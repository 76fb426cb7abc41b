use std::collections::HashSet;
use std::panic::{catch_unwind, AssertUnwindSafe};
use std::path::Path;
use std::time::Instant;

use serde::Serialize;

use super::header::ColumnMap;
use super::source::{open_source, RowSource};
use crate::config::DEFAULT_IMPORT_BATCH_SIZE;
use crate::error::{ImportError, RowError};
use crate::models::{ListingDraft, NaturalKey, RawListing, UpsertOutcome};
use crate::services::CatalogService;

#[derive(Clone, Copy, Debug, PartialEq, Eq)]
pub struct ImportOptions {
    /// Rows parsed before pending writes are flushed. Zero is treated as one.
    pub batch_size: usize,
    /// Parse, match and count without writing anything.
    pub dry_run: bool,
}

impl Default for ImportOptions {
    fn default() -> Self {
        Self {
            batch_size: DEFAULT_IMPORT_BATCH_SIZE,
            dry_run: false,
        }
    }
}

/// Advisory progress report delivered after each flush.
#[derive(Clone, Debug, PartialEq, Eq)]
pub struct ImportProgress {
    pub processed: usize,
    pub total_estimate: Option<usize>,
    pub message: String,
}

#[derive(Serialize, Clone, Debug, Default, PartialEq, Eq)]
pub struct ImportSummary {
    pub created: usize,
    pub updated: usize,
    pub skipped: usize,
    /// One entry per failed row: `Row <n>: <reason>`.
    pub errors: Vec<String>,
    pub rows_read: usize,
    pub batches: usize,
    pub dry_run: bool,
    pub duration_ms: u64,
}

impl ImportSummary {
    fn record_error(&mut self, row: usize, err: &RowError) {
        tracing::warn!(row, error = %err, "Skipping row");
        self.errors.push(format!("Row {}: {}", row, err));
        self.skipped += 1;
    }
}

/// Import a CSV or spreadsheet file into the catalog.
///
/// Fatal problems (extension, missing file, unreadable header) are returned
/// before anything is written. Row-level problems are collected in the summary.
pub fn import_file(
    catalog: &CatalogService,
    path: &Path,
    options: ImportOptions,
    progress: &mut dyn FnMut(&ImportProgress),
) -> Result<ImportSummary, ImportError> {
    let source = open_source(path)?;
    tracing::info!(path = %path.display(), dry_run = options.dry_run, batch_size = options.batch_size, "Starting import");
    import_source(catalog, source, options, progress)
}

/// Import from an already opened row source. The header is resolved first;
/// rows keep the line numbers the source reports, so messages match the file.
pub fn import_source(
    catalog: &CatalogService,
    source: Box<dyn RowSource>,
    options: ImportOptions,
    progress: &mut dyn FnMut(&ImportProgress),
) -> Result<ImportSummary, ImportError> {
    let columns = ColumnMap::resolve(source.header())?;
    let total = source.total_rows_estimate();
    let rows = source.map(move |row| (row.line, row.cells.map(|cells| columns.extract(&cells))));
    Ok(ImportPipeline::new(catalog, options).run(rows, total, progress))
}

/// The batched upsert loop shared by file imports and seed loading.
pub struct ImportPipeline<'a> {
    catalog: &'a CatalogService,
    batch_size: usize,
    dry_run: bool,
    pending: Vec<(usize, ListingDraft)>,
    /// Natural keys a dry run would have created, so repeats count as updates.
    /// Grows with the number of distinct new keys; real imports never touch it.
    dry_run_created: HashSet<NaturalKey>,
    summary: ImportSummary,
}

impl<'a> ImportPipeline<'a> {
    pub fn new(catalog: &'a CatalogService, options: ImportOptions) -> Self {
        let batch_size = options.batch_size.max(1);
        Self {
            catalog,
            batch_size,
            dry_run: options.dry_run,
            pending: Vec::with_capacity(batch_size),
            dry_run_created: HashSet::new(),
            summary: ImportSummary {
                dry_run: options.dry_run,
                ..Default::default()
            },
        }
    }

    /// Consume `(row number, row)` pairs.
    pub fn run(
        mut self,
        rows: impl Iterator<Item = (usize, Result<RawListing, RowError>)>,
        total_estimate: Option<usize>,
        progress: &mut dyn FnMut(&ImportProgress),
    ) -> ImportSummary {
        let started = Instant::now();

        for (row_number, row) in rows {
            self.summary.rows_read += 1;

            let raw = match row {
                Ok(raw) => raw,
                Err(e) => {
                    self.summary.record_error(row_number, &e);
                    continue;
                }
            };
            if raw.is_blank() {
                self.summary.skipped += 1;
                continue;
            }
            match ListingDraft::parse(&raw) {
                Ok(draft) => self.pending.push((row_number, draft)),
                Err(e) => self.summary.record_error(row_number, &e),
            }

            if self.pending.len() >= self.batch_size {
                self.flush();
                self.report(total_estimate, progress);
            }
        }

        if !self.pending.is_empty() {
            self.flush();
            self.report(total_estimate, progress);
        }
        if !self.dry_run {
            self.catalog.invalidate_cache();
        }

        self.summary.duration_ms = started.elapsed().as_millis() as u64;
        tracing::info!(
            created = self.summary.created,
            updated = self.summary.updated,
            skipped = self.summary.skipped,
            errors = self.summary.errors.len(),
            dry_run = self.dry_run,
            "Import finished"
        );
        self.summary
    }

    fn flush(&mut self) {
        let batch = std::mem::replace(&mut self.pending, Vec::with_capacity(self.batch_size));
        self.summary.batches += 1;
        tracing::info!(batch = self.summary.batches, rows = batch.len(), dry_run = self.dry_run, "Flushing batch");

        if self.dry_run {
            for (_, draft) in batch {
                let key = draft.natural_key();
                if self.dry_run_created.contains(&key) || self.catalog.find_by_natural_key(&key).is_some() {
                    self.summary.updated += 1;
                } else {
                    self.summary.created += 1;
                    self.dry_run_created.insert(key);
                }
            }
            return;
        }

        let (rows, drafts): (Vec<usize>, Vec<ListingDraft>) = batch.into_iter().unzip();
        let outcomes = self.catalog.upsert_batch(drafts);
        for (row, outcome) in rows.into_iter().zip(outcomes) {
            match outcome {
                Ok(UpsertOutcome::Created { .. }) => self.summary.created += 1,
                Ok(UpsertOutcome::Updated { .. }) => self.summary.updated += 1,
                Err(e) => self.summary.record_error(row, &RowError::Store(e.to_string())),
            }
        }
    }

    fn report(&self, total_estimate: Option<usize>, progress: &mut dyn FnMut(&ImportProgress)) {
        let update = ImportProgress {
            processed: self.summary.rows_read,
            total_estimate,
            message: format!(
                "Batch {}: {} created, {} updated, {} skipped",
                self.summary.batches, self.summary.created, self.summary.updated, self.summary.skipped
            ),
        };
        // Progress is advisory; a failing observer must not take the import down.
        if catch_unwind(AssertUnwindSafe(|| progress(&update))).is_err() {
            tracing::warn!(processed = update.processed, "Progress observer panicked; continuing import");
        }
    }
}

+---+

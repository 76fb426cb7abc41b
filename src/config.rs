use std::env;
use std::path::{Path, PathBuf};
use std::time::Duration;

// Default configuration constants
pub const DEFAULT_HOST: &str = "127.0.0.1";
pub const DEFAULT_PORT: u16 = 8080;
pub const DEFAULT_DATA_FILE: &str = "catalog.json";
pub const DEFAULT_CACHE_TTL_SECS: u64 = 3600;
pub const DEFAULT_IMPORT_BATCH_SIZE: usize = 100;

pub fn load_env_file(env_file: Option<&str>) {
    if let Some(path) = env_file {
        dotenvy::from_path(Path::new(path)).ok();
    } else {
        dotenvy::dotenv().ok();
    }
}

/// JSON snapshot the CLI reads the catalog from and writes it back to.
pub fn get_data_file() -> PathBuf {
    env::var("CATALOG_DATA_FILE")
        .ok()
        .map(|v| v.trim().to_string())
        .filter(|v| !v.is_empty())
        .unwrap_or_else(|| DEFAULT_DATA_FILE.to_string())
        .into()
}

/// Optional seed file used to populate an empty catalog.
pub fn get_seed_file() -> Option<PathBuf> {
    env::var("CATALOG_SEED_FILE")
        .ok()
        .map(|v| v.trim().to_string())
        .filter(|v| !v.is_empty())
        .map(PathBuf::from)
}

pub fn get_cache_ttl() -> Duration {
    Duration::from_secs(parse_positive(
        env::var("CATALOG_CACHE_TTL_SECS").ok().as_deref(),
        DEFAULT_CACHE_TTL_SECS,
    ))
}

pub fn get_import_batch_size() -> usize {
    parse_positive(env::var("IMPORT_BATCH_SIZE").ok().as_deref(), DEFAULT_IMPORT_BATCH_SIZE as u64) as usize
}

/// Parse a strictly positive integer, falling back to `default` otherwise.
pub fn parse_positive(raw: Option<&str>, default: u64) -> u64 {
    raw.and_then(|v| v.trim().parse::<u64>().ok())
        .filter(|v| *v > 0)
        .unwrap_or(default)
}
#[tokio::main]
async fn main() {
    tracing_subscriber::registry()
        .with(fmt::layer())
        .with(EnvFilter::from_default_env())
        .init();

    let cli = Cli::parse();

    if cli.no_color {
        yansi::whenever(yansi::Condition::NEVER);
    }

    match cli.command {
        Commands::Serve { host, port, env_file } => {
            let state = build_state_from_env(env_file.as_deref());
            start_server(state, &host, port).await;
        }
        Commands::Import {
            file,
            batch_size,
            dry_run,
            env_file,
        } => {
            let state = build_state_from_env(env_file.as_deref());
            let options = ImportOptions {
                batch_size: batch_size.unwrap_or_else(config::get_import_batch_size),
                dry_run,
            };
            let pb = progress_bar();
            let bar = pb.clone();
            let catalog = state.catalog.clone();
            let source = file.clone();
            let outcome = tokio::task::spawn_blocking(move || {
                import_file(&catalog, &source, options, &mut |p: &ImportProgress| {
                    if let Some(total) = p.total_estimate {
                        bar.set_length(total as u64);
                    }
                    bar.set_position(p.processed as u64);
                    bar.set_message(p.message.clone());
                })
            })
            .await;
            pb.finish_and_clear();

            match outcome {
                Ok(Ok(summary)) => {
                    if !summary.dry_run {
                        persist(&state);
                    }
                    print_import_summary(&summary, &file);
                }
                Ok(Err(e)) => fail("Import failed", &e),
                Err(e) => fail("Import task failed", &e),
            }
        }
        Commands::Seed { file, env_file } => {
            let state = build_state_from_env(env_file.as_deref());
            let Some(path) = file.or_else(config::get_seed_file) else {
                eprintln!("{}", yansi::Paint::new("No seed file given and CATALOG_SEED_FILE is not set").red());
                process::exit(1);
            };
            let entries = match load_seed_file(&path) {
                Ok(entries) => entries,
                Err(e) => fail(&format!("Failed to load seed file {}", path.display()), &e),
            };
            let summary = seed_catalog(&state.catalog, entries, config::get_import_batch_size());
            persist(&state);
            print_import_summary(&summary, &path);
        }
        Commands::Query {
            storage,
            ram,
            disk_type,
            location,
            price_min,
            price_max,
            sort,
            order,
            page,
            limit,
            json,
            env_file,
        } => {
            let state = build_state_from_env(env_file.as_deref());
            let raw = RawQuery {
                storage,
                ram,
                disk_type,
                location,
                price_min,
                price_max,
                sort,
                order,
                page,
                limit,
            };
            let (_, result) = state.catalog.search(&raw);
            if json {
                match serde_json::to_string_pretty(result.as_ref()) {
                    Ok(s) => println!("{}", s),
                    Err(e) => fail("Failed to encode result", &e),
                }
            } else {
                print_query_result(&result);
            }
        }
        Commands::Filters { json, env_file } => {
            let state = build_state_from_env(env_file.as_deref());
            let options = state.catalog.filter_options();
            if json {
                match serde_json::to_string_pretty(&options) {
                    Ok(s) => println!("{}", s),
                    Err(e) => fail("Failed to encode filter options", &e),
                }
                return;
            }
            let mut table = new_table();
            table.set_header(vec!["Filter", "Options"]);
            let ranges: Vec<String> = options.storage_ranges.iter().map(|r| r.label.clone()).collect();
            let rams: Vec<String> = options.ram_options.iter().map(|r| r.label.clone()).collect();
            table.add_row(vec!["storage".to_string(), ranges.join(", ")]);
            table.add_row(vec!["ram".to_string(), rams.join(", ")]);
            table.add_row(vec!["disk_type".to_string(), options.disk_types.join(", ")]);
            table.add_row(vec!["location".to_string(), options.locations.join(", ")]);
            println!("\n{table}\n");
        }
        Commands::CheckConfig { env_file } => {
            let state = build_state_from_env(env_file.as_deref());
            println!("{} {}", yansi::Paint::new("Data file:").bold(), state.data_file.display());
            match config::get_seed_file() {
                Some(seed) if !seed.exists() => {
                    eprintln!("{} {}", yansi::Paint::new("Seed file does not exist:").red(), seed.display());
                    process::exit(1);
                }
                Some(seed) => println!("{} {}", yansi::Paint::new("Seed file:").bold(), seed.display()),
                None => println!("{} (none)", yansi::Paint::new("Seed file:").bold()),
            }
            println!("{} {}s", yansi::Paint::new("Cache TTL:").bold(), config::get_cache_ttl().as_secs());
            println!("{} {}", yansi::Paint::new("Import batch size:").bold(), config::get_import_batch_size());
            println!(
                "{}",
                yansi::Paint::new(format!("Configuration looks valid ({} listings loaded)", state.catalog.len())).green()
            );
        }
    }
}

+---+

- [To do] If a line contains the word "columns", it counts; say how many such lines the records hold, and give only that number.

- [Your solution] 2